DATASET:
◇ ◇ ◇ ◇ ◇ ◇ ◇
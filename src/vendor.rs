// Raw vendor wire shapes.
//
// The vendor's JSON is generated from XML, so any collection may arrive
// either as an array or as an object keyed by string indices, and numeric
// fields may arrive as strings. Both quirks are absorbed here so the rest of
// the crate only ever sees ordered sequences and real numbers.

use quick_xml::events::Event;
use quick_xml::reader::Reader;
use serde::Deserialize;
use std::collections::BTreeMap;

/// Collection that deserializes from either an array or a string-indexed
/// object. `into_vec` always yields an ordered sequence; object keys are
/// ordered numerically where they parse as integers ("2" before "10").
#[derive(Debug, Clone, Deserialize)]
#[serde(untagged)]
pub enum ItemSeq<T> {
    Seq(Vec<T>),
    Map(BTreeMap<String, T>),
    /// Single element emitted without a wrapper, another XML-derived shape.
    One(T),
}

impl<T> ItemSeq<T> {
    pub fn into_vec(self) -> Vec<T> {
        match self {
            ItemSeq::Seq(v) => v,
            ItemSeq::Map(m) => {
                let mut entries: Vec<(String, T)> = m.into_iter().collect();
                entries.sort_by_key(|(k, _)| k.parse::<u64>().unwrap_or(u64::MAX));
                entries.into_iter().map(|(_, v)| v).collect()
            }
            ItemSeq::One(v) => vec![v],
        }
    }
}

impl<T> Default for ItemSeq<T> {
    fn default() -> Self {
        ItemSeq::Seq(Vec::new())
    }
}

/// Scalar that deserializes from a number, a numeric string, or a bare bool.
#[derive(Debug, Clone, Deserialize)]
#[serde(untagged)]
pub enum Scalar {
    Num(f64),
    Str(String),
    Bool(bool),
}

impl Scalar {
    /// Numeric value, or the documented neutral default when the field is
    /// empty or unparseable.
    pub fn as_f64(&self) -> f64 {
        match self {
            Scalar::Num(n) => *n,
            Scalar::Str(s) => s.trim().parse().unwrap_or(0.0),
            Scalar::Bool(b) => {
                if *b {
                    1.0
                } else {
                    0.0
                }
            }
        }
    }

    pub fn as_u64(&self) -> u64 {
        self.as_f64().max(0.0) as u64
    }

    /// Vendor booleans arrive as 0/1, "0"/"1", or true/false.
    pub fn as_bool(&self) -> bool {
        match self {
            Scalar::Bool(b) => *b,
            _ => self.as_f64() != 0.0,
        }
    }
}

impl Default for Scalar {
    fn default() -> Self {
        Scalar::Num(0.0)
    }
}

fn opt_scalar_f64(s: &Option<Scalar>) -> f64 {
    s.as_ref().map(Scalar::as_f64).unwrap_or(0.0)
}

fn opt_scalar_u32(s: &Option<Scalar>) -> Option<u32> {
    s.as_ref().map(|v| v.as_u64() as u32)
}

/// Business-error envelope the vendor attaches to any response.
#[derive(Debug, Clone, Default, Deserialize)]
#[serde(default)]
pub struct RawErrorEnvelope {
    pub error: Option<String>,
    pub detal: Option<String>,
}

#[derive(Debug, Clone, Default, Deserialize)]
#[serde(default)]
pub struct RawRoutesResponse {
    pub item: ItemSeq<RawRouteItem>,
    #[serde(flatten)]
    pub error: RawErrorEnvelope,
}

#[derive(Debug, Clone, Default, Deserialize)]
#[serde(default)]
pub struct RawRouteItem {
    pub interval_id: Option<String>,
    pub route_name: Option<String>,
    pub point_from_id: Option<Scalar>,
    pub point_to_id: Option<Scalar>,
    pub date_from: Option<String>,
    pub time_from: Option<String>,
    pub date_to: Option<String>,
    pub time_to: Option<String>,
    pub price: Option<Scalar>,
    pub currency: Option<String>,
    pub free_seats: Option<Scalar>,
    pub trans: Option<String>,
    pub change_route: Option<ItemSeq<serde_json::Value>>,
    pub request_get_free_seats: Option<Scalar>,
    pub request_get_discount: Option<Scalar>,
    pub request_get_baggage: Option<Scalar>,
    pub need_order_data: Option<Scalar>,
    pub need_birth: Option<Scalar>,
}

#[derive(Debug, Clone, Default, Deserialize)]
#[serde(default)]
pub struct RawSeatsResponse {
    pub trips: ItemSeq<RawTrip>,
    #[serde(flatten)]
    pub error: RawErrorEnvelope,
}

#[derive(Debug, Clone, Default, Deserialize)]
#[serde(default)]
pub struct RawTrip {
    pub free_seat: Option<ItemSeq<RawSeat>>,
    pub vagon: Option<ItemSeq<RawWagon>>,
}

#[derive(Debug, Clone, Default, Deserialize)]
#[serde(default)]
pub struct RawWagon {
    pub vagon_id: Option<Scalar>,
    pub vagon_class: Option<String>,
    pub free_seat: ItemSeq<RawSeat>,
}

#[derive(Debug, Clone, Default, Deserialize)]
#[serde(default)]
pub struct RawSeat {
    pub seat_num: Option<Scalar>,
    pub seat_free: Option<Scalar>,
    pub seat_price: Option<Scalar>,
    pub seat_curency: Option<String>,
}

#[derive(Debug, Clone, Default, Deserialize)]
#[serde(default)]
pub struct RawDiscountsResponse {
    pub discounts: ItemSeq<RawDiscount>,
    #[serde(flatten)]
    pub error: RawErrorEnvelope,
}

#[derive(Debug, Clone, Default, Deserialize)]
#[serde(default)]
pub struct RawDiscount {
    pub discount_id: Option<Scalar>,
    pub discount_name: Option<String>,
    pub discount_price: Option<Scalar>,
    pub discount_price_max: Option<Scalar>,
    pub discount_currency: Option<String>,
    pub discount_description: Option<String>,
}

#[derive(Debug, Clone, Default, Deserialize)]
#[serde(default)]
pub struct RawBaggageResponse {
    pub baggage: ItemSeq<RawBaggage>,
    #[serde(flatten)]
    pub error: RawErrorEnvelope,
}

#[derive(Debug, Clone, Default, Deserialize)]
#[serde(default)]
pub struct RawBaggage {
    pub baggage_id: Option<Scalar>,
    pub baggage_title: Option<String>,
    pub length: Option<Scalar>,
    pub width: Option<Scalar>,
    pub height: Option<Scalar>,
    pub kg: Option<Scalar>,
    pub price: Option<Scalar>,
    pub currency: Option<String>,
    pub max_per_person: Option<Scalar>,
    pub max_in_bus: Option<Scalar>,
}

#[derive(Debug, Clone, Default, Deserialize)]
#[serde(default)]
pub struct RawOrderResponse {
    pub order_id: Option<Scalar>,
    pub status: Option<String>,
    pub security: Option<Scalar>,
    pub reservation_until: Option<String>,
    pub price_total: Option<Scalar>,
    pub currency: Option<String>,
    #[serde(flatten)]
    pub error: RawErrorEnvelope,
}

impl RawBaggage {
    pub fn price_or_zero(&self) -> f64 {
        opt_scalar_f64(&self.price)
    }

    pub fn dims(&self) -> (Option<u32>, Option<u32>, Option<u32>) {
        (
            opt_scalar_u32(&self.length),
            opt_scalar_u32(&self.width),
            opt_scalar_u32(&self.height),
        )
    }

    pub fn kg_limit(&self) -> Option<u32> {
        opt_scalar_u32(&self.kg)
    }

    pub fn person_limit(&self) -> Option<u32> {
        opt_scalar_u32(&self.max_per_person)
    }

    pub fn bus_limit(&self) -> Option<u32> {
        opt_scalar_u32(&self.max_in_bus)
    }
}

/// Some vendor failures come back as XML rather than JSON, shaped like
/// `<response><error>dealer_no_activ</error></response>`. Pull the error
/// token out of such a body, if present.
pub fn extract_xml_error(body: &str) -> Option<String> {
    let mut reader = Reader::from_str(body);
    reader.config_mut().trim_text(true);

    loop {
        match reader.read_event() {
            Ok(Event::Start(e)) if e.name().as_ref() == b"error" => {
                let txt = reader.read_text(e.name()).ok()?;
                let token = txt.trim().to_string();
                return if token.is_empty() { None } else { Some(token) };
            }
            Ok(Event::Eof) => return None,
            Err(_) => return None,
            _ => (),
        }
    }
}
◇ ◇ ◇ ◇ ◇ ◇ ◇
WORK ORDER: Repeat the material word for word from its opening line up to and including the line containing "pub fn into_vec(self)".

RESULT:
filename src/vendor.rs
// Raw vendor wire shapes.
//
// The vendor's JSON is generated from XML, so any collection may arrive
// either as an array or as an object keyed by string indices, and numeric
// fields may arrive as strings. Both quirks are absorbed here so the rest of
// the crate only ever sees ordered sequences and real numbers.

use quick_xml::events::Event;
use quick_xml::reader::Reader;
use serde::Deserialize;
use std::collections::BTreeMap;

/// Collection that deserializes from either an array or a string-indexed
/// object. `into_vec` always yields an ordered sequence; object keys are
/// ordered numerically where they parse as integers ("2" before "10").
#[derive(Debug, Clone, Deserialize)]
#[serde(untagged)]
pub enum ItemSeq<T> {
    Seq(Vec<T>),
    Map(BTreeMap<String, T>),
    /// Single element emitted without a wrapper, another XML-derived shape.
    One(T),
}

impl<T> ItemSeq<T> {
    pub fn into_vec(self) -> Vec<T> {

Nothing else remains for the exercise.